◆ Records for this task ◆
____
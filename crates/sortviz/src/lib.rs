//! Sortviz: sorting algorithms that advance one observable step at a time.
//!
//! This is the top-level facade crate that re-exports the public API from the
//! sortviz sub-crates. Adding `sortviz` as a single dependency is enough for
//! most users; the `sortviz` binary lives in `sortviz-cli`.
//!
//! # Quick start
//!
//! ```rust
//! use sortviz::prelude::*;
//!
//! let mut rng = XorShift32::new(42);
//! let mut data: Vec<u32> = (1..=32).collect();
//! shuffle(&mut data, &mut rng);
//!
//! let mut sort = MergeSort::new(data);
//! let mut frames = 0;
//! while !sort.is_done() {
//!     // A renderer would draw `sort.snapshot()` here.
//!     sort.step();
//!     frames += 1;
//! }
//! assert!(frames > 32);
//! assert_eq!(sort.snapshot(), (1..=32).collect::<Vec<u32>>().as_slice());
//! ```
//!
//! # Modules
//!
//! | Module | Sub-crate | Contents |
//! |--------|-----------|----------|
//! | [`types`] | `sortviz-core` | `Stepper` trait, `StepEffect`, `TickId` |
//! | [`rng`] | `sortviz-rng` | Xorshift generator, seeding, shuffle |
//! | [`engine`] | `sortviz-engine` | `MergeSort`, `LockstepDriver`, config, commands |

#![deny(missing_docs)]
#![deny(rustdoc::broken_intra_doc_links)]
#![forbid(unsafe_code)]

/// Core stepping contract (`sortviz-core`).
///
/// [`types::Stepper`] is the extension point for new algorithms.
pub use sortviz_core as types;

/// Deterministic randomness (`sortviz-rng`).
///
/// [`rng::XorShift32`] with [`rng::shuffle`] and [`rng::shuffle_with`];
/// [`rng::entropy_seed`] for unseeded runs.
pub use sortviz_rng as rng;

/// Engines and the frame driver (`sortviz-engine`).
///
/// [`engine::MergeSort`] for direct stepping, [`engine::LockstepDriver`]
/// for a render loop that accepts commands.
pub use sortviz_engine as engine;

/// Common imports for typical sortviz usage.
///
/// ```rust
/// use sortviz::prelude::*;
/// ```
pub mod prelude {
    // Core
    pub use sortviz_core::{StepEffect, Stepper, TickId};

    // Randomness
    pub use sortviz_rng::{shuffle, shuffle_with, DrawMode, Seed, SeedSource, XorShift32};

    // Engine
    pub use sortviz_engine::{
        ConfigError, DriverCommand, DriverConfig, LockstepDriver, MergeSort, StepMetrics,
        TickOutcome,
    };
}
____
Please repeat the records so that each one reads exactly as it does above.

filename crates/sortviz/src/lib.rs
//! Sortviz: sorting algorithms that advance one observable step at a time.
//!
//! This is the top-level facade crate that re-exports the public API from the
//! sortviz sub-crates. Adding `sortviz` as a single dependency is enough for
//! most users; the `sortviz` binary lives in `sortviz-cli`.
//!
//! # Quick start
//!
//! ```rust
//! use sortviz::prelude::*;
//!
//! let mut rng = XorShift32::new(42);
//! let mut data: Vec<u32> = (1..=32).collect();
//! shuffle(&mut data, &mut rng);
//!
//! let mut sort = MergeSort::new(data);
//! let mut frames = 0;
//! while !sort.is_done() {
//!     // A renderer would draw `sort.snapshot()` here.
//!     sort.step();
//!     frames += 1;
//! }
//! assert!(frames > 32);
//! assert_eq!(sort.snapshot(), (1..=32).collect::<Vec<u32>>().as_slice());
//! ```
//!
//! # Modules
//!
//! | Module | Sub-crate | Contents |
//! |--------|-----------|----------|
//! | [`types`] | `sortviz-core` | `Stepper` trait, `StepEffect`, `TickId` |
//! | [`rng`] | `sortviz-rng` | Xorshift generator, seeding, shuffle |
//! | [`engine`] | `sortviz-engine` | `MergeSort`, `LockstepDriver`, config, commands |

#![deny(missing_docs)]
#![deny(rustdoc::broken_intra_doc_links)]
#![forbid(unsafe_code)]

/// Core stepping contract (`sortviz-core`).
///
/// [`types::Stepper`] is the extension point for new algorithms.
pub use sortviz_core as types;

/// Deterministic randomness (`sortviz-rng`).
///
/// [`rng::XorShift32`] with [`rng::shuffle`] and [`rng::shuffle_with`];
/// [`rng::entropy_seed`] for unseeded runs.
pub use sortviz_rng as rng;

/// Engines and the frame driver (`sortviz-engine`).
///
/// [`engine::MergeSort`] for direct stepping, [`engine::LockstepDriver`]
/// for a render loop that accepts commands.
pub use sortviz_engine as engine;

/// Common imports for typical sortviz usage.
///
/// ```rust
/// use sortviz::prelude::*;
/// ```
pub mod prelude {
    // Core
    pub use sortviz_core::{StepEffect, Stepper, TickId};

    // Randomness
    pub use sortviz_rng::{shuffle, shuffle_with, DrawMode, Seed, SeedSource, XorShift32};

    // Engine
    pub use sortviz_engine::{
        ConfigError, DriverCommand, DriverConfig, LockstepDriver, MergeSort, StepMetrics,
        TickOutcome,
    };
}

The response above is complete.